- Official Portrait, 1985

11th Clerk of the New Zealand House of Representatives
- In office 6 January 1976 – 31 July 1985
- Preceded by: Eric Alwyn Rousell
- Succeeded by: David McGee

Deputy Clerk
- In office 9 September 1974 – 5 January 1976
- Preceded by: New office
- Succeeded by: David McGee 1984

Clerk-Assistant
- In office 2 April 1971 – 8 September 1974
- Preceded by: Eric Alwyn Rousell
- Succeeded by: D.A. Levett 1974 David McGee 1976

Personal details
- Born: 11 January 1923 Paeroa, New Zealand
- Died: 14 September 2014 (aged 91) Palmerston North, New Zealand
- Awards: Queen Elizabeth II Silver Jubilee Medal (1977) Commander of the Order of the British Empire (1985)

= Charles Philip Littlejohn =

Clerk of the New Zealand House of Representatives (1923–2014)

Charles Philip Littlejohn (11 January 1923 – 14 September 2014) was the eleventh Clerk of the New Zealand House of Representatives ("Clerk of the House"). As Clerk of the House he was head of the Legislative Department, responsible for administrative services to Parliament prior to the creation of the Parliamentary Service in 1985 and the Office of the Clerk of the House of Representatives in 1988.

After studying at the Karangahake and Waitakere Primary Schools, Warkworth District High School and Helensville District High School, Littlejohn began his career in the public service on 26 February 1940, when he was appointed as a Clerical Cadet with the Lands and Survey Department in Auckland. After serving from 1941 to 1945 in the Royal New Zealand Air Force during the Second World War he returned to a clerical position with Lands and Survey and on 9 May 1950 he was appointed as a Section Clerk at the department's head office in Wellington.

He began working at the New Zealand Parliament on 14 June 1954 when he was appointed as Clerk of the Journals and Records within the Legislative Department. The memo recommending his appointment quotes the Public Service Commission's view of him as being an "able, conscientious and energetic worker, who is respectful, bright and obliging, and whose claims to advancement are well above the average".

Littlejohn was promoted to Second Clerk-Assistant and Reader on 28 May 1964 and became Clerk-Assistant on 2 April 1971. On 9 September 1974 he was appointed to the newly created position of Deputy Clerk of the House and he became Clerk of the House on 6 January 1976.

He graduated with a bachelor's degree in law from Victoria University of Wellington (VUW) in 1957 and was admitted as a Barrister and Solicitor in 1965. He completed an LL.M. (master's) degree through VUW in 1969. His LLM thesis Parliamentary Privilege in New Zealand was the first detailed study of this area of law and is still referred to by leading authorities on NZ parliamentary practice.
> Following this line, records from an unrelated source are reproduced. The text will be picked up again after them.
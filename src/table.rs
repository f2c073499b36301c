use indexmap::IndexSet;

/// Codes 256 to 258 are control codes, they have no string.
const CONTROL_CODES: usize = 3;

/// Strings to codes, the position in the set gives the code.
pub struct CompressionTable {
    entries: IndexSet<Vec<u8>>,
}

impl CompressionTable {
    pub fn new() -> Self {
        let mut table = Self {
            entries: IndexSet::with_capacity(lzw15::MAX_CODE + 1),
        };
        table.reset();
        table
    }

    pub fn reset(&mut self) {
        self.entries.clear();
        self.entries.extend((0..=255u8).map(|byte| vec![byte]));
    }

    pub fn code_for(&self, string: &[u8]) -> Option<u16> {
        let index = self.entries.get_index_of(string)?;
        let code = if index < 256 {
            index
        } else {
            index + CONTROL_CODES
        };
        Some(code as u16)
    }

    pub fn contains(&self, string: &[u8]) -> bool {
        self.entries.contains(string)
    }

    pub fn add(&mut self, entry: Vec<u8>) {
        self.entries.insert(entry);
    }

    /// Count of codes in use, control codes included.
    pub fn len(&self) -> usize {
        self.entries.len() + CONTROL_CODES
    }
}

impl Default for CompressionTable {
    fn default() -> Self {
        Self::new()
    }
}

/// Codes to strings, the code is the index.
pub struct DecompressionTable {
    entries: Vec<Vec<u8>>,
}

impl DecompressionTable {
    pub fn new() -> Self {
        let mut table = Self {
            entries: Vec::with_capacity(lzw15::MAX_CODE + 1),
        };
        table.reset();
        table
    }

    pub fn reset(&mut self) {
        self.entries.clear();
        self.entries.extend((0..=255u8).map(|byte| vec![byte]));
        self.entries
            .extend(std::iter::repeat(vec![]).take(CONTROL_CODES));
    }

    pub fn string_for(&self, code: u16) -> Option<&Vec<u8>> {
        match self.entries.get(code as usize) {
            Some(string) if !string.is_empty() => Some(string),
            _ => None,
        }
    }

    pub fn add(&mut self, entry: Vec<u8>) {
        self.entries.push(entry);
    }

    pub fn len(&self) -> usize {
        self.entries.len()
    }
}

impl Default for DecompressionTable {
    fn default() -> Self {
        Self::new()
    }
}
One of Littlejohn's first tasks as Clerk of the House was to move people who had set up camp (a "Māori Tent Embassy") in Parliament grounds in protest at Māori land confiscations by the Crown. During his nine years as Clerk of the House, Littlejohn oversaw the introduction of significantly improved services to members of Parliament and new security measures in Parliament. He also assisted in the design and construction of at least five additions to Parliament House, as well as participating on official committees overseeing the construction of the Beehive Executive Wing on the parliamentary precinct.

Littlejohn retired at the age of 62 on 31 July 1985. Littlejohn is believed to be the first non-member of Parliament to be given the honour of addressing Parliament in response to tributes accorded to him by members on his retirement as Clerk of the House.

In 1977, Littlejohn was awarded the Queen Elizabeth II Silver Jubilee Medal. In the 1985 New Year Honours, he was appointed a Commander of the Order of the British Empire, in recognition of his services as Clerk of the House of Representatives. He was later awarded the New Zealand 1990 Commemoration Medal.

Littlejohn died on 14 September 2014 at 91 years of age.